-------- WORKING DATA

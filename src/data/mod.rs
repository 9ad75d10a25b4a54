// ============================================================
// Layer 4 — Data Pipeline
// ============================================================
// From an extracted aclImdb directory to tensor batches:
//
//   aclImdb/{train,test}/{pos,neg}/*.txt
//       │
//       ▼
//   ImdbLoader        → reads files, tokenises each review
//       │
//       ▼
//   WordDict          → frequency-ranked word → id map
//       │
//       ▼
//   SentimentDataset  → implements Burn's Dataset trait
//       │
//       ▼
//   SentimentBatcher  → pads ragged sequences, builds the mask
//       │
//       ▼
//   DataLoader        → shuffled batches for the training loop

/// Reads the IMDB review directories
pub mod loader;

/// Review tokenisation
pub mod preprocessor;

/// Word dictionary (vocabulary)
pub mod vocab;

/// Implements Burn's Dataset trait for encoded reviews
pub mod dataset;

/// Implements Burn's Batcher trait for padded, masked batches
pub mod batcher;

----------------

EXERCISE REQUIREMENTS: Every line of the data that includes the word "batches" should be copied.

THE COMPLETED TASK:
// From an extracted aclImdb directory to tensor batches:
//   DataLoader        → shuffled batches for the training loop
/// Implements Burn's Batcher trait for padded, masked batches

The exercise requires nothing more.